User costs for HSR include the car cost described above (fuel and wear-and-tear), parking and the HSR fare. HSR time was based on Mapquest.com for car travel and the expected travel time according to the Florida High speed Rail website (“just under an hour”). Estimated time does not include time to park, delays related to traffic congestion or headway variability (waiting for the train to depart/arrive). Based on these assumptions, the following formulas were used to analyze user cost and time for car travel.
COST = 13 total car miles x 2 (round trip) x $0.50 (IRS rate) + $30 (one-way fare) x 2 (round trip) + $10 (Satellite parking at OIA)
TIME = 20 minutes (Orlando City Hall to OIA) + 3 minutes (TIC to Tampa City Hall) + 55 minutes x 2 (round trip)

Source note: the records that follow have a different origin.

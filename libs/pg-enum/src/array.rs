//! Parsing of one-dimensional PostgreSQL array literals such as
//! `{a,"b c",NULL}`.
//!
//! Elements are returned as verbatim strings. An unquoted `NULL` is a null
//! element, while a quoted `"NULL"` is the string `NULL`.

use crate::Error;

/// Parse an array literal into its elements.
///
/// ```
/// # use pg_enum::array::parse_array_literal;
/// let elements = parse_array_literal(r#"{a,"b,c",NULL}"#).unwrap();
///
/// assert_eq!(
///     elements,
///     vec![Some("a".to_owned()), Some("b,c".to_owned()), None]
/// );
/// ```
pub fn parse_array_literal(literal: &str) -> crate::Result<Vec<Option<String>>> {
    let inner = literal
        .trim()
        .strip_prefix('{')
        .and_then(|rest| rest.strip_suffix('}'))
        .ok_or_else(|| Error::invalid_array_literal(literal, "expected a brace-delimited list"))?;

    let mut elements = Vec::new();

    if inner.trim().is_empty() {
        return Ok(elements);
    }

    let mut chars = inner.chars().peekable();

    loop {
        while chars.next_if(|c| c.is_whitespace()).is_some() {}

        match chars.peek() {
            Some('"') => {
                chars.next();
                let mut element = String::new();

                loop {
                    match chars.next() {
                        Some('\\') => match chars.next() {
                            Some(escaped) => element.push(escaped),
                            None => return Err(Error::invalid_array_literal(literal, "unterminated escape")),
                        },
                        Some('"') => break,
                        Some(c) => element.push(c),
                        None => return Err(Error::invalid_array_literal(literal, "unterminated quoted element")),
                    }
                }

                while chars.next_if(|c| c.is_whitespace()).is_some() {}
                elements.push(Some(element));
            }
            Some('{') => {
                return Err(Error::invalid_array_literal(
                    literal,
                    "multi-dimensional arrays are not supported",
                ))
            }
            _ => {
                let mut element = String::new();
                // Byte length up to the last escaped character, which trimming
                // must not remove.
                let mut escaped_len = None;

                while let Some(c) = chars.next_if(|c| *c != ',') {
                    match c {
                        '{' | '}' | '"' => {
                            return Err(Error::invalid_array_literal(literal, "unexpected character in element"))
                        }
                        '\\' => match chars.next() {
                            Some(escaped) => {
                                element.push(escaped);
                                escaped_len = Some(element.len());
                            }
                            None => return Err(Error::invalid_array_literal(literal, "unterminated escape")),
                        },
                        c => element.push(c),
                    }
                }

                let trimmed_len = element.trim_end().len().max(escaped_len.unwrap_or(0));
                let element = &element[..trimmed_len];

                if element.is_empty() {
                    return Err(Error::invalid_array_literal(literal, "empty element"));
                }

                // Only a bare NULL is null; any escape makes it a string.
                if escaped_len.is_none() && element.eq_ignore_ascii_case("NULL") {
                    elements.push(None);
                } else {
                    elements.push(Some(element.to_owned()));
                }
            }
        }

        match chars.next() {
            Some(',') => continue,
            None => break,
            Some(_) => {
                return Err(Error::invalid_array_literal(
                    literal,
                    "expected a comma between elements",
                ))
            }
        }
    }

    Ok(elements)
}

#[cfg(test)]
mod tests {
    use super::*;
    use crate::ErrorKind;
    use pretty_assertions::assert_eq;

    fn parse(literal: &str) -> Vec<Option<String>> {
        parse_array_literal(literal).unwrap()
    }

    fn strings(items: &[&str]) -> Vec<Option<String>> {
        items.iter().map(|s| Some(s.to_string())).collect()
    }

    #[test]
    fn plain_elements_in_order() {
        assert_eq!(parse("{a,b,c}"), strings(&["a", "b", "c"]));
        assert_eq!(parse("{happy}"), strings(&["happy"]));
    }

    #[test]
    fn empty_array() {
        assert_eq!(parse("{}"), Vec::<Option<String>>::new());
        assert_eq!(parse(" { } "), Vec::<Option<String>>::new());
    }

    #[test]
    fn quoted_elements_keep_special_characters() {
        assert_eq!(
            parse(r#"{"with space","a,b","{x}","say \"hi\"","back\\slash"}"#),
            strings(&["with space", "a,b", "{x}", r#"say "hi""#, r"back\slash"])
        );
    }

    #[test]
    fn null_handling() {
        assert_eq!(parse("{a,NULL,null}"), vec![Some("a".to_owned()), None, None]);
        assert_eq!(parse(r#"{"NULL"}"#), strings(&["NULL"]));
    }

    #[test]
    fn whitespace_around_unquoted_elements_is_trimmed() {
        assert_eq!(parse("{ a , b }"), strings(&["a", "b"]));
    }

    #[test]
    fn escaped_unquoted_elements_are_never_null() {
        assert_eq!(parse(r"{NU\LL,\NULL,NULL}"), vec![Some("NULL".to_owned()), Some("NULL".to_owned()), None]);
        assert_eq!(parse(r"{a\ , b}"), strings(&["a ", "b"]));
    }

    #[test]
    fn malformed_literals_are_rejected() {
        for literal in ["a,b", "{a,b", "{{a},{b}}", r#"{"a}"#, "{a,,b}", r#"{"a"b}"#, "{a,}"] {
            let err = parse_array_literal(literal).unwrap_err();
            assert!(
                matches!(err.kind(), ErrorKind::InvalidArrayLiteral { .. }),
                "{literal} should be rejected"
            );
        }
    }
}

Based on these formulas, the following cost and time comparison between automobile and high speed rail travel between Orlando and Tampa can be made.
Total cost: $95
Total time: 176 minutes
Total cost: $83
Total time: 156 minutes
According to these calculations, a two-way high speed rail trip between Orlando and Tampa is $12 cheaper and 20 minutes faster than the same trip made exclusively by automobile.
Of course, there are intangible factors that also should be considered when comparing the two modes. Car travel is more flexible. Should a meeting end early, a commuter who traveled by automobile can leave immediately, whereas the departure of a high speed rail commuter would depend on the train schedule. Automobile travel also allows for trip-chaining. For example, a car commuter can stop at other destinations along the way, either as planned or spontaneously. Automobile travel also is flexible because additional passengers can be added with no additional cost. High speed rail travel is more productive. Train commuters can read or work on a laptop during their commute.
Admittedly, this is a simple analysis of the user benefits of car and high speed rail travel. More comprehensive and detailed analysis can and should be conducted. Still, the results of this analysis provide a good overview of the user cost/time benefits of the two modes. If detractors criticize the simplicity and conduct a more thorough examination, that would be even better. As stated in the opening paragraph, more discussion about transportation investments should be encouraged.
Comparisons aside, perhaps the most important aspect of this analysis is that it is based on the availability of travel options. By nature, comparisons indicate the ability to choose. Comparing the user cost/time benefit of these modes is important, but even more important is the fact that Florida commuters will soon have a choice.